━━━ Dataset

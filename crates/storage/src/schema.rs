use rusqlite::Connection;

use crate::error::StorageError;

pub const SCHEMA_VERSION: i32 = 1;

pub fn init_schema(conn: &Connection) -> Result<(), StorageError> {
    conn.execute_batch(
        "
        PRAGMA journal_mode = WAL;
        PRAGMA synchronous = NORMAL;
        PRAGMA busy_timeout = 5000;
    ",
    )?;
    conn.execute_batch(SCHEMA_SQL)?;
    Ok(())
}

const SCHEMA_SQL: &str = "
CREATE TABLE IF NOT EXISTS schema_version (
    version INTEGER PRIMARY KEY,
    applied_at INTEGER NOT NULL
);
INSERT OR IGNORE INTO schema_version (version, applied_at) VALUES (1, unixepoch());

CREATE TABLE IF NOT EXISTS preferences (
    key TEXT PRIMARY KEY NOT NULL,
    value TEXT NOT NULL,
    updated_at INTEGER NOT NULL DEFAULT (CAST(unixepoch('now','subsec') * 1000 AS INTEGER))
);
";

━━━━━━

The line containing "value TEXT NOT" marks where to begin; the last line of the records marks where to stop. Copy both and all between, exactly.

### Output:
    value TEXT NOT NULL,
    updated_at INTEGER NOT NULL DEFAULT (CAST(unixepoch('now','subsec') * 1000 AS INTEGER))
);
";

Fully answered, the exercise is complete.